O sistema imune do corpo humano tem forte ligação com a situação nutricional, de forma que diversos micronutrientes estão associados à capacidade de defesa do organismo. O sistema imune é responsável por exercer barreira contra agentes externos, favorecer a defesa contra doenças e controlar a imunidade celular (células específicas que são direcionadas para a defesa) e a imunidade humoral, que é marcada pela produção de proteínas (imunoglobulinas) que identificam e auxiliam na eliminação de agentes agressores. Nesse contexto, os micronutrientes atuam como facilitadores das funções de células e de imunoglobulinas e na sua ausência ou deficiência a imunidade (capacidade do organismo se defender) pode estar prejudicada. (Gombart, Pierre et Maggini, 2020).

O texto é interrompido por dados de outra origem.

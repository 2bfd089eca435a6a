//! Block endpoints

use crate::models::{BlockRequest, BlockResponse, BlockTransactionRequest, BlockTransactionResponse};
use crate::services::BlockService;
use crate::{ApiError, ApiResult, ApiState};
use axum::{extract::State, routing::post, Json, Router};

pub fn block_routes() -> Router<ApiState> {
    Router::new()
        .route("/", post(block))
        .route("/transaction", post(block_transaction))
}

async fn block(
    State(state): State<ApiState>,
    Json(req): Json<BlockRequest>,
) -> ApiResult<Json<BlockResponse>> {
    state.require_online()?;
    state.check_network(req.network_identifier.as_ref())?;

    let service = BlockService::new(state.node.clone(), state.ledger.clone());
    let block = service.block(&req.block_identifier).await?;
    Ok(Json(BlockResponse { block }))
}

async fn block_transaction(
    State(state): State<ApiState>,
    Json(req): Json<BlockTransactionRequest>,
) -> ApiResult<Json<BlockTransactionResponse>> {
    state.require_online()?;
    state.check_network(req.network_identifier.as_ref())?;

    let service = BlockService::new(state.node.clone(), state.ledger.clone());
    let transaction = service
        .transaction(
            &req.transaction_identifier.hash,
            ApiError::UnableToGetBlockTransaction,
        )
        .await?;
    Ok(Json(BlockTransactionResponse { transaction }))
}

Num momento de pandemia, diversos estudos têm apresentado relação de deficiência de micronutrientes com a imunidade para o Coronavírus, entretanto, é consenso a necessidade de uma alimentação balanceada de macro e micronutrientes para uma imunidade adequada, independente do agente agressor.
Dessa forma, abordaremos com maiores detalhes alguns dos micronutrientes relacionados com a imunidade, exemplificando com alguns alimentos.

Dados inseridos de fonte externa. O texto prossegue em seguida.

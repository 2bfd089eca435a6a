//! Block, account and network endpoints against a scripted node

mod common;

use axum::http::StatusCode;
use common::{network_identifier, post, state, MockNode};
use num_bigint::BigUint;
use rosetta_core::stake::withdrawal_identifier;
use rosetta_core::tx::{TxInput, TxOutput};
use rosetta_core::{Coins, Hash, PendingStakeReturn, WithdrawStakeTx};
use rosetta_network::RpcError;
use rosetta_storage::StakeReturnLedger;
use serde_json::{json, Value};
use std::time::Duration;

const HOLDER: &str = "0x2e833968e5bb786ae419c4d13189fb081cc43bab";
const SOURCE: &str = "0x0d2fd67d573c8ecb4161510fc00754d64b401f86";

fn hash_hex(byte: u8) -> String {
    format!("0x{}", hex::encode([byte; 32]))
}

fn node_block(height: u64, transactions: Value) -> Value {
    json!({
        "chain_id": "privatenet",
        "height": height.to_string(),
        "hash": hash_hex(0xbb),
        "parent": hash_hex(0xaa),
        "transactions_hash": hash_hex(0x01),
        "state_hash": hash_hex(0x02),
        "timestamp": "1600000000",
        "proposer": HOLDER,
        "status": 4,
        "transactions": transactions
    })
}

fn block_request(index: u64) -> Value {
    json!({ "network_identifier": network_identifier(), "block_identifier": { "index": index } })
}

fn stored_return(id: u8) -> PendingStakeReturn {
    let tx = WithdrawStakeTx {
        fee: Coins::default(),
        source: TxInput {
            address: SOURCE.parse().unwrap(),
            ..Default::default()
        },
        holder: TxOutput {
            address: HOLDER.parse().unwrap(),
            ..Default::default()
        },
        purpose: 0,
    };
    PendingStakeReturn::from_withdrawal(Hash([id; 32]), tx, BigUint::from(1000u32))
}

#[tokio::test]
async fn test_matured_return_is_the_only_transaction() {
    let node = MockNode::new();
    node.respond("theta.GetBlockByHeight", node_block(101, json!([])));
    let ledger = StakeReturnLedger::temporary().unwrap();
    ledger.put(101, &[stored_return(7)]).unwrap();
    let state = state(node, ledger);

    let (status, body) = post(&state, "/block", block_request(101)).await;
    assert_eq!(status, StatusCode::OK, "{}", body);

    let block = &body["block"];
    assert_eq!(block["block_identifier"]["index"], 101);
    assert_eq!(block["parent_block_identifier"]["index"], 100);
    assert_eq!(block["timestamp"], 1_600_000_000_000i64);
    assert_eq!(block["metadata"]["status"], "directly_finalized");

    let txs = block["transactions"].as_array().unwrap();
    assert_eq!(txs.len(), 1);
    assert_eq!(txs[0]["transaction_identifier"]["hash"], hash_hex(7).as_str());
    let op = &txs[0]["operations"][0];
    assert_eq!(op["type"], "WithdrawStakeTxSource");
    assert_eq!(op["status"], "directly_finalized");
    assert_eq!(op["amount"]["value"], "1000");
    assert_eq!(op["amount"]["currency"]["symbol"], "THETA");
}

#[tokio::test]
async fn test_withdrawal_schedules_its_return() {
    let tx_hash = hash_hex(0x33);
    let withdrawal = json!({
        "type": 9,
        "hash": tx_hash,
        "raw": {
            "fee": { "thetawei": "0", "tfuelwei": "1000000000000" },
            "source": {
                "address": SOURCE,
                "coins": { "thetawei": "0", "tfuelwei": "0" },
                "sequence": "3",
                "signature": "0x01"
            },
            "holder": { "address": HOLDER, "coins": { "thetawei": "0", "tfuelwei": "0" } },
            "purpose": 0
        }
    });

    let node = MockNode::new();
    node.respond("theta.GetBlockByHeight", node_block(200, json!([withdrawal])));
    node.respond(
        "theta.GetVcpByHeight",
        json!({
            "BlockHashVcpPairs": [{
                "BlockHash": hash_hex(0xbb),
                "Vcp": { "SortedCandidates": [{
                    "Holder": HOLDER,
                    "Stakes": [{ "source": SOURCE, "amount": "5000", "withdrawn": true, "return_height": "29000" }]
                }]}
            }]
        }),
    );
    let ledger = StakeReturnLedger::temporary().unwrap();
    let state = state(node.clone(), ledger.clone());

    let (status, body) = post(&state, "/block", block_request(200)).await;
    assert_eq!(status, StatusCode::OK, "{}", body);

    let txs = body["block"]["transactions"].as_array().unwrap();
    assert_eq!(txs.len(), 1);
    let published = withdrawal_identifier(&tx_hash.parse().unwrap()).to_hex();
    assert_eq!(txs[0]["transaction_identifier"]["hash"], published.as_str());
    let ops = txs[0]["operations"].as_array().unwrap();
    assert_eq!(ops.len(), 1);
    assert_eq!(ops[0]["type"], "TxFee");
    assert_eq!(ops[0]["amount"]["value"], "-1000000000000");

    let scheduled = ledger.get(200 + 28_800).unwrap();
    assert_eq!(scheduled.len(), 1);
    assert_eq!(scheduled[0].tx_hash.to_hex(), tx_hash);
    assert_eq!(scheduled[0].tx.source.coins.theta_wei, BigUint::from(5000u32));

    // replaying the block does not schedule twice
    post(&state, "/block", block_request(200)).await;
    assert_eq!(ledger.get(200 + 28_800).unwrap().len(), 1);

    // the return shows up at its height under the withdrawal hash
    node.respond("theta.GetBlockByHeight", node_block(29_000, json!([])));
    let (_, body) = post(&state, "/block", block_request(29_000)).await;
    let txs = body["block"]["transactions"].as_array().unwrap();
    assert_eq!(txs.len(), 1);
    assert_eq!(txs[0]["transaction_identifier"]["hash"], tx_hash.as_str());
    assert_eq!(txs[0]["operations"][0]["amount"]["value"], "5000");
}

#[tokio::test]
async fn test_unresolvable_stake_fails_the_block() {
    let withdrawal = json!({
        "type": 9,
        "hash": hash_hex(0x44),
        "raw": {
            "fee": { "thetawei": "0", "tfuelwei": "1" },
            "source": { "address": SOURCE },
            "holder": { "address": HOLDER },
            "purpose": 1
        }
    });
    let node = MockNode::new();
    node.respond("theta.GetBlockByHeight", node_block(300, json!([withdrawal])));
    let state = state(node, StakeReturnLedger::temporary().unwrap());

    let (_, body) = post(&state, "/block", block_request(300)).await;
    assert_eq!(body["code"], 37);
}

#[tokio::test]
async fn test_missing_block() {
    let state = state(MockNode::new(), StakeReturnLedger::temporary().unwrap());

    let (_, body) = post(&state, "/block", block_request(5)).await;
    assert_eq!(body["code"], 39);
    assert_eq!(body["retriable"], false);

    let (_, body) = post(
        &state,
        "/block",
        json!({ "network_identifier": network_identifier(), "block_identifier": {} }),
    )
    .await;
    assert_eq!(body["code"], 9);
}

#[tokio::test]
async fn test_block_transaction_has_no_ledger_side_effect() {
    let tx_hash = hash_hex(0x55);
    let node = MockNode::new();
    node.respond(
        "theta.GetTransaction",
        json!({
            "block_hash": hash_hex(0xbb),
            "block_height": "200",
            "status": "finalized",
            "hash": tx_hash,
            "type": 9,
            "transaction": {
                "fee": { "thetawei": "0", "tfuelwei": "7" },
                "source": { "address": SOURCE },
                "holder": { "address": HOLDER },
                "purpose": 0
            }
        }),
    );
    let ledger = StakeReturnLedger::temporary().unwrap();
    let state = state(node.clone(), ledger.clone());

    let (status, body) = post(
        &state,
        "/block/transaction",
        json!({
            "network_identifier": network_identifier(),
            "block_identifier": { "index": 200, "hash": hash_hex(0xbb) },
            "transaction_identifier": { "hash": tx_hash }
        }),
    )
    .await;
    assert_eq!(status, StatusCode::OK, "{}", body);
    assert_eq!(body["transaction"]["transaction_identifier"]["hash"], tx_hash.as_str());
    assert_eq!(body["transaction"]["operations"][0]["status"], "finalized");
    assert!(!node.called("theta.GetVcpByHeight"));
    assert!(ledger.get_or_empty(200 + 28_800).unwrap().is_empty());
}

Deficiência de micronutrientes e a fome oculta
Micronutrientes são definidos como substâncias presentes nos alimentos essenciais para a saúde humana, conhecidos como vitaminas e minerais. Estima-se que a desnutrição de micronutrientes como ferro, iodo, zinco e vitamina A, afete cerca de 2 bilhões de pessoas em todo o mundo. Conhecida como fome oculta, a deficiência de micronutrientes é de natureza difusa e engloba consequências econômicas e sociais (Ruel-Bergeron et al., 2015). A desnutrição por micronutrientes se desenvolve quando a ingestão não atinge os requisitos necessários para um bom desenvolvimento do indivíduo e suas consequências incluem redução da produtividade do trabalho em adultos; aumento da morbidade; desenvolvimento físico e mental prejudicado nas crianças e o aumento das taxas de mortalidade, especialmente entre as mulheres e crianças.

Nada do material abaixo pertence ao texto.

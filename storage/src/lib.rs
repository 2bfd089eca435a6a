//! Theta Rosetta Storage Layer
//!
//! Holds the deferred stake-return ledger: pending principal returns keyed
//! by the block height at which they mature.

pub mod stake_returns;

pub use stake_returns::StakeReturnLedger;

use thiserror::Error;

#[derive(Error, Debug)]
pub enum StorageError {
    #[error("Database error: {0}")]
    Database(#[from] sled::Error),

    #[error("Serialization error: {0}")]
    Serialization(String),

    #[error("No stake returns at height {0}")]
    NotFound(u64),
}

impl From<serde_json::Error> for StorageError {
    fn from(e: serde_json::Error) -> Self {
        StorageError::Serialization(e.to_string())
    }
}

pub type StorageResult<T> = Result<T, StorageError>;
//! Network endpoints

use crate::models::{
    MetadataRequest, NetworkListResponse, NetworkOptionsResponse, NetworkRequest,
    NetworkStatusResponse,
};
use crate::services::{network, NetworkService};
use crate::{ApiResult, ApiState};
use axum::{extract::State, routing::post, Json, Router};

pub fn network_routes() -> Router<ApiState> {
    Router::new()
        .route("/list", post(list))
        .route("/status", post(status))
        .route("/options", post(options))
}

async fn list(
    State(state): State<ApiState>,
    Json(_req): Json<MetadataRequest>,
) -> ApiResult<Json<NetworkListResponse>> {
    Ok(Json(NetworkListResponse {
        network_identifiers: vec![state.network_identifier()],
    }))
}

async fn status(
    State(state): State<ApiState>,
    Json(req): Json<NetworkRequest>,
) -> ApiResult<Json<NetworkStatusResponse>> {
    state.require_online()?;
    state.check_network(req.network_identifier.as_ref())?;

    let service = NetworkService::new(state.node.clone());
    Ok(Json(service.status(req.metadata.as_ref()).await?))
}

async fn options(
    State(state): State<ApiState>,
    Json(req): Json<NetworkRequest>,
) -> ApiResult<Json<NetworkOptionsResponse>> {
    state.check_network(req.network_identifier.as_ref())?;
    Ok(Json(network::options(&state.rosetta_version)))
}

A biodisponibilidade e a densidade dos micronutrientes na dieta são fundamentais para evitar as deficiências. Dessa forma, é importante um acompanhamento profissional, principalmente no início da introdução alimentar das crianças, para que a quantidade e a proporção de nutrientes sejam ofertadas de maneira adequada para um melhor desenvolvimento desses indivíduos. Uma dieta nutricionalmente adequada deve conter uma variedade de alimentos de diferentes grupos alimentares. Entretanto, a principal causa de desnutrição por micronutrientes em populações de baixa renda ocorre devido à falta de acesso a esta variedade de alimentos. Além disso, essas populações dependem de fontes de calorias mais baratas, como os tubérculos e os cereais, que embora atendam às necessidades energéticas, são alimentos que ofertam pouco micronutrientes. As frutas, verduras e produtos de origem animal (carnes e lácteos), são alimentos cuja densidade de micronutrientes é elevada, em contrapartida, apresentam um valor de custo mais elevado quando comparado aos cereais e tubérculos, o que impossibilita o acesso da população de baixa renda (Bouis et al., 2011).
Deficiência de Vitamina A
Em 2013, a OMS estimou que 33% das crianças menores de 5 anos e 15% de todas as mulheres grávidas sofrem de deficiência subclínica de vitamina A, resultando em maior risco de mortalidade infantil, além de menor imunidade dessa população (Black et al., 2013; Ruel-Bergeron et al., 2015). A hipovitaminose A, ou seja, a deficiência de vitamina A, se não tratada, acarreta uma síndrome ocular, conhecida como xeroftalmia, que pode conduzir a um quadro irreversível de cegueira. A deficiência de vitamina A ocorre principalmente em pré-escolares e aparece especialmente entre a população de baixo nível socioeconômico, que vivem em condições sanitárias pouco satisfatórias e não tem acesso a uma alimentação nutricionalmente balanceada (Souza e Boas, 2002).
Fontes de vitaminas A:
- Origem vegetal: cenoura, batata doce, abóbora madura, moranga, mamão, couve, espinafre, folhas de beterraba e de cenoura, alface, agrião, milho.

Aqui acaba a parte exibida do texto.